**Exercise details:**
Output every record exactly, and nothing more.

*** Block opens ***

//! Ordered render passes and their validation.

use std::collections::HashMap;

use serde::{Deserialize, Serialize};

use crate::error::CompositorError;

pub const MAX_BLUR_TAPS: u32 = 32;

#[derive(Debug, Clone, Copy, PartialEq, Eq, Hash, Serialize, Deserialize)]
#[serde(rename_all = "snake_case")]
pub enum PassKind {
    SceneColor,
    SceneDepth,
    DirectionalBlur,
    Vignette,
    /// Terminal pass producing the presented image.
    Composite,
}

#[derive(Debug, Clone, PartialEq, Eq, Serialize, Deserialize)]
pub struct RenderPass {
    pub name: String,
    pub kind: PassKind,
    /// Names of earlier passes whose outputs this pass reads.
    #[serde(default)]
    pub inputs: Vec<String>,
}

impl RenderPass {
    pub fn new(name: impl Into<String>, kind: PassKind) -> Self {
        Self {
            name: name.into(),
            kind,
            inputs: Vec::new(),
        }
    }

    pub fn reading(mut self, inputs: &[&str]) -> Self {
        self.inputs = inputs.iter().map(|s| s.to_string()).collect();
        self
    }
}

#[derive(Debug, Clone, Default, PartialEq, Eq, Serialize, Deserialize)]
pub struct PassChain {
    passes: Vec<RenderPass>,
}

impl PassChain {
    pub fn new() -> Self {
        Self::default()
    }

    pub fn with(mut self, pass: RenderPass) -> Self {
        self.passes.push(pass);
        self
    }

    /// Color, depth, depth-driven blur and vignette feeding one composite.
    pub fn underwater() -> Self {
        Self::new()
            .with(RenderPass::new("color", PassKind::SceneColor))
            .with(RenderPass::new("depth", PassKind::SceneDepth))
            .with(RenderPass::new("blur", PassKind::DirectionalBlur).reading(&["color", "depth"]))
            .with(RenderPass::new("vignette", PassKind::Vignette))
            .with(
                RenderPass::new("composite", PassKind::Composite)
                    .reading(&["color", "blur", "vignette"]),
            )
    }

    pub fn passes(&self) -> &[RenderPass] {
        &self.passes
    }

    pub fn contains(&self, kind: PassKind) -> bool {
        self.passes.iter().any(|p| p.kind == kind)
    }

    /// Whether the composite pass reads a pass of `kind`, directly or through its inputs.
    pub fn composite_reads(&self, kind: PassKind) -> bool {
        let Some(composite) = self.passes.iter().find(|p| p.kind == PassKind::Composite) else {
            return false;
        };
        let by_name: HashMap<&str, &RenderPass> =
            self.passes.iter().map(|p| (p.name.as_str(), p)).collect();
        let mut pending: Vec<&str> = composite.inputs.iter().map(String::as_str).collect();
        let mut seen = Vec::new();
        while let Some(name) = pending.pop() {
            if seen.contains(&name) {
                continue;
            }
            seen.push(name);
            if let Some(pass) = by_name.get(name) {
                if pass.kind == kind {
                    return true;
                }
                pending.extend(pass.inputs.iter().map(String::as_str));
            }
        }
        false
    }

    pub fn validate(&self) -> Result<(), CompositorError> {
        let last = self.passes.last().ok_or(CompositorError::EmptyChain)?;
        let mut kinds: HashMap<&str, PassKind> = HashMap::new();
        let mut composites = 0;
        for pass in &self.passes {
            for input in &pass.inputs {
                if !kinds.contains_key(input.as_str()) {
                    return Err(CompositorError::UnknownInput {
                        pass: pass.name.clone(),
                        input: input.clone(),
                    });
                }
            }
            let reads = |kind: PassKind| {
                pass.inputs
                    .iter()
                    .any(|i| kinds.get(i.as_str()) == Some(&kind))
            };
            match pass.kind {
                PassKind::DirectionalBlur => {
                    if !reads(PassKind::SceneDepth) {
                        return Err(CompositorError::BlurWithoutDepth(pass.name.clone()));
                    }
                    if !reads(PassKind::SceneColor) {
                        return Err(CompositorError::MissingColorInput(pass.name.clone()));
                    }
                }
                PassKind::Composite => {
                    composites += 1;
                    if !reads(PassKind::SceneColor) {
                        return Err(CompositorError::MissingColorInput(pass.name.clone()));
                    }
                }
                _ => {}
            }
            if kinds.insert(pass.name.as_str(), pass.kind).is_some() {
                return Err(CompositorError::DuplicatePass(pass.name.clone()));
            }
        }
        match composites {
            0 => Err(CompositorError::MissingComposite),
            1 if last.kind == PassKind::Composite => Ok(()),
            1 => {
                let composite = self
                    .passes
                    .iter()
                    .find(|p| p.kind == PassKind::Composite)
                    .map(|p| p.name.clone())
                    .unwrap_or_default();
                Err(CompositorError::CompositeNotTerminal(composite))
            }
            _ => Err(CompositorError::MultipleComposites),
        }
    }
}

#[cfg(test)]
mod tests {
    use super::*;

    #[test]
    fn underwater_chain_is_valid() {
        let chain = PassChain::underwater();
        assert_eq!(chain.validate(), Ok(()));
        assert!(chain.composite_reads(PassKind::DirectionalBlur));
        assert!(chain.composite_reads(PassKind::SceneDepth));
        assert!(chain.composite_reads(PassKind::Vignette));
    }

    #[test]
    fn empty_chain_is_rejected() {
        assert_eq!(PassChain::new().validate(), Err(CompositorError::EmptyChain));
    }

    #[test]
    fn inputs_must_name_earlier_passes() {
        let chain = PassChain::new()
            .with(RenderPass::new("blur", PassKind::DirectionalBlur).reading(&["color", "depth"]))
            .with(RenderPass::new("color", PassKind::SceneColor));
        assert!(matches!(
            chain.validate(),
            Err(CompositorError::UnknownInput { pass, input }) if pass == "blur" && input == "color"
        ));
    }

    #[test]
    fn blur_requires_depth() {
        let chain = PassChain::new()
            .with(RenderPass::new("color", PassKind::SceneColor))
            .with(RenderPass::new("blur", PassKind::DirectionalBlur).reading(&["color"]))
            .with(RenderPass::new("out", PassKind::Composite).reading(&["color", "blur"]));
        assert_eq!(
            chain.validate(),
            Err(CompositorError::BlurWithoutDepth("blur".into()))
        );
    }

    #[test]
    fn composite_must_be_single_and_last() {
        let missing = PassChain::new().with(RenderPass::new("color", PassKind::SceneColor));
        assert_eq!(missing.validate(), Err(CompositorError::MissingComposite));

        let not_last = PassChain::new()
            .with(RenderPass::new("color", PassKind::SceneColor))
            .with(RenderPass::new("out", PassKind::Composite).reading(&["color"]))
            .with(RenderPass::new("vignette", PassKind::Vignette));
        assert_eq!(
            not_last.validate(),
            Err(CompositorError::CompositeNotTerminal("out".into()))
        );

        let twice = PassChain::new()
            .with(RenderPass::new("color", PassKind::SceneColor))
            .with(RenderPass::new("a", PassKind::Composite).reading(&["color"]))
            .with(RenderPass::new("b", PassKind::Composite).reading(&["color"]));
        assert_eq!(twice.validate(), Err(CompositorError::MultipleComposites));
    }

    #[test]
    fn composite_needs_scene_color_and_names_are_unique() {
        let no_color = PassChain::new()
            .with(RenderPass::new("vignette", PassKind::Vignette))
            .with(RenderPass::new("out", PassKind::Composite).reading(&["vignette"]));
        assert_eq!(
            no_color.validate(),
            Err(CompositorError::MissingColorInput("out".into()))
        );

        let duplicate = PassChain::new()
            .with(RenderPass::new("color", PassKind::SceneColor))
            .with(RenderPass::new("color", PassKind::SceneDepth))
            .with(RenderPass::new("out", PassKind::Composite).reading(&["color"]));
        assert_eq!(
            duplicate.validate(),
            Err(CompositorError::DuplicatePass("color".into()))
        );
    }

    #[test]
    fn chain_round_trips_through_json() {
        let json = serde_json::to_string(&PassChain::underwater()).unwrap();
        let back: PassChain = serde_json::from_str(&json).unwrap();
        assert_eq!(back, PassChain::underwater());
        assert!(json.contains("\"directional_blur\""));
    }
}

*** Block closes ***

**Answer:**
//! Ordered render passes and their validation.

use std::collections::HashMap;

use serde::{Deserialize, Serialize};

use crate::error::CompositorError;

pub const MAX_BLUR_TAPS: u32 = 32;

#[derive(Debug, Clone, Copy, PartialEq, Eq, Hash, Serialize, Deserialize)]
#[serde(rename_all = "snake_case")]
pub enum PassKind {
    SceneColor,
    SceneDepth,
    DirectionalBlur,
    Vignette,
    /// Terminal pass producing the presented image.
    Composite,
}

#[derive(Debug, Clone, PartialEq, Eq, Serialize, Deserialize)]
pub struct RenderPass {
    pub name: String,
    pub kind: PassKind,
    /// Names of earlier passes whose outputs this pass reads.
    #[serde(default)]
    pub inputs: Vec<String>,
}

impl RenderPass {
    pub fn new(name: impl Into<String>, kind: PassKind) -> Self {
        Self {
            name: name.into(),
            kind,
            inputs: Vec::new(),
        }
    }

    pub fn reading(mut self, inputs: &[&str]) -> Self {
        self.inputs = inputs.iter().map(|s| s.to_string()).collect();
        self
    }
}

#[derive(Debug, Clone, Default, PartialEq, Eq, Serialize, Deserialize)]
pub struct PassChain {
    passes: Vec<RenderPass>,
}

impl PassChain {
    pub fn new() -> Self {
        Self::default()
    }

    pub fn with(mut self, pass: RenderPass) -> Self {
        self.passes.push(pass);
        self
    }

    /// Color, depth, depth-driven blur and vignette feeding one composite.
    pub fn underwater() -> Self {
        Self::new()
            .with(RenderPass::new("color", PassKind::SceneColor))
            .with(RenderPass::new("depth", PassKind::SceneDepth))
            .with(RenderPass::new("blur", PassKind::DirectionalBlur).reading(&["color", "depth"]))
            .with(RenderPass::new("vignette", PassKind::Vignette))
            .with(
                RenderPass::new("composite", PassKind::Composite)
                    .reading(&["color", "blur", "vignette"]),
            )
    }

    pub fn passes(&self) -> &[RenderPass] {
        &self.passes
    }

    pub fn contains(&self, kind: PassKind) -> bool {
        self.passes.iter().any(|p| p.kind == kind)
    }

    /// Whether the composite pass reads a pass of `kind`, directly or through its inputs.
    pub fn composite_reads(&self, kind: PassKind) -> bool {
        let Some(composite) = self.passes.iter().find(|p| p.kind == PassKind::Composite) else {
            return false;
        };
        let by_name: HashMap<&str, &RenderPass> =
            self.passes.iter().map(|p| (p.name.as_str(), p)).collect();
        let mut pending: Vec<&str> = composite.inputs.iter().map(String::as_str).collect();
        let mut seen = Vec::new();
        while let Some(name) = pending.pop() {
            if seen.contains(&name) {
                continue;
            }
            seen.push(name);
            if let Some(pass) = by_name.get(name) {
                if pass.kind == kind {
                    return true;
                }
                pending.extend(pass.inputs.iter().map(String::as_str));
            }
        }
        false
    }

    pub fn validate(&self) -> Result<(), CompositorError> {
        let last = self.passes.last().ok_or(CompositorError::EmptyChain)?;
        let mut kinds: HashMap<&str, PassKind> = HashMap::new();
        let mut composites = 0;
        for pass in &self.passes {
            for input in &pass.inputs {
                if !kinds.contains_key(input.as_str()) {
                    return Err(CompositorError::UnknownInput {
                        pass: pass.name.clone(),
                        input: input.clone(),
                    });
                }
            }
            let reads = |kind: PassKind| {
                pass.inputs
                    .iter()
                    .any(|i| kinds.get(i.as_str()) == Some(&kind))
            };
            match pass.kind {
                PassKind::DirectionalBlur => {
                    if !reads(PassKind::SceneDepth) {
                        return Err(CompositorError::BlurWithoutDepth(pass.name.clone()));
                    }
                    if !reads(PassKind::SceneColor) {
                        return Err(CompositorError::MissingColorInput(pass.name.clone()));
                    }
                }
                PassKind::Composite => {
                    composites += 1;
                    if !reads(PassKind::SceneColor) {
                        return Err(CompositorError::MissingColorInput(pass.name.clone()));
                    }
                }
                _ => {}
            }
            if kinds.insert(pass.name.as_str(), pass.kind).is_some() {
                return Err(CompositorError::DuplicatePass(pass.name.clone()));
            }
        }
        match composites {
            0 => Err(CompositorError::MissingComposite),
            1 if last.kind == PassKind::Composite => Ok(()),
            1 => {
                let composite = self
                    .passes
                    .iter()
                    .find(|p| p.kind == PassKind::Composite)
                    .map(|p| p.name.clone())
                    .unwrap_or_default();
                Err(CompositorError::CompositeNotTerminal(composite))
            }
            _ => Err(CompositorError::MultipleComposites),
        }
    }
}

#[cfg(test)]
mod tests {
    use super::*;

    #[test]
    fn underwater_chain_is_valid() {
        let chain = PassChain::underwater();
        assert_eq!(chain.validate(), Ok(()));
        assert!(chain.composite_reads(PassKind::DirectionalBlur));
        assert!(chain.composite_reads(PassKind::SceneDepth));
        assert!(chain.composite_reads(PassKind::Vignette));
    }

    #[test]
    fn empty_chain_is_rejected() {
        assert_eq!(PassChain::new().validate(), Err(CompositorError::EmptyChain));
    }

    #[test]
    fn inputs_must_name_earlier_passes() {
        let chain = PassChain::new()
            .with(RenderPass::new("blur", PassKind::DirectionalBlur).reading(&["color", "depth"]))
            .with(RenderPass::new("color", PassKind::SceneColor));
        assert!(matches!(
            chain.validate(),
            Err(CompositorError::UnknownInput { pass, input }) if pass == "blur" && input == "color"
        ));
    }

    #[test]
    fn blur_requires_depth() {
        let chain = PassChain::new()
            .with(RenderPass::new("color", PassKind::SceneColor))
            .with(RenderPass::new("blur", PassKind::DirectionalBlur).reading(&["color"]))
            .with(RenderPass::new("out", PassKind::Composite).reading(&["color", "blur"]));
        assert_eq!(
            chain.validate(),
            Err(CompositorError::BlurWithoutDepth("blur".into()))
        );
    }

    #[test]
    fn composite_must_be_single_and_last() {
        let missing = PassChain::new().with(RenderPass::new("color", PassKind::SceneColor));
        assert_eq!(missing.validate(), Err(CompositorError::MissingComposite));

        let not_last = PassChain::new()
            .with(RenderPass::new("color", PassKind::SceneColor))
            .with(RenderPass::new("out", PassKind::Composite).reading(&["color"]))
            .with(RenderPass::new("vignette", PassKind::Vignette));
        assert_eq!(
            not_last.validate(),
            Err(CompositorError::CompositeNotTerminal("out".into()))
        );

        let twice = PassChain::new()
            .with(RenderPass::new("color", PassKind::SceneColor))
            .with(RenderPass::new("a", PassKind::Composite).reading(&["color"]))
            .with(RenderPass::new("b", PassKind::Composite).reading(&["color"]));
        assert_eq!(twice.validate(), Err(CompositorError::MultipleComposites));
    }

    #[test]
    fn composite_needs_scene_color_and_names_are_unique() {
        let no_color = PassChain::new()
            .with(RenderPass::new("vignette", PassKind::Vignette))
            .with(RenderPass::new("out", PassKind::Composite).reading(&["vignette"]));
        assert_eq!(
            no_color.validate(),
            Err(CompositorError::MissingColorInput("out".into()))
        );

        let duplicate = PassChain::new()
            .with(RenderPass::new("color", PassKind::SceneColor))
            .with(RenderPass::new("color", PassKind::SceneDepth))
            .with(RenderPass::new("out", PassKind::Composite).reading(&["color"]));
        assert_eq!(
            duplicate.validate(),
            Err(CompositorError::DuplicatePass("color".into()))
        );
    }

    #[test]
    fn chain_round_trips_through_json() {
        let json = serde_json::to_string(&PassChain::underwater()).unwrap();
        let back: PassChain = serde_json::from_str(&json).unwrap();
        assert_eq!(back, PassChain::underwater());
        assert!(json.contains("\"directional_blur\""));
    }
}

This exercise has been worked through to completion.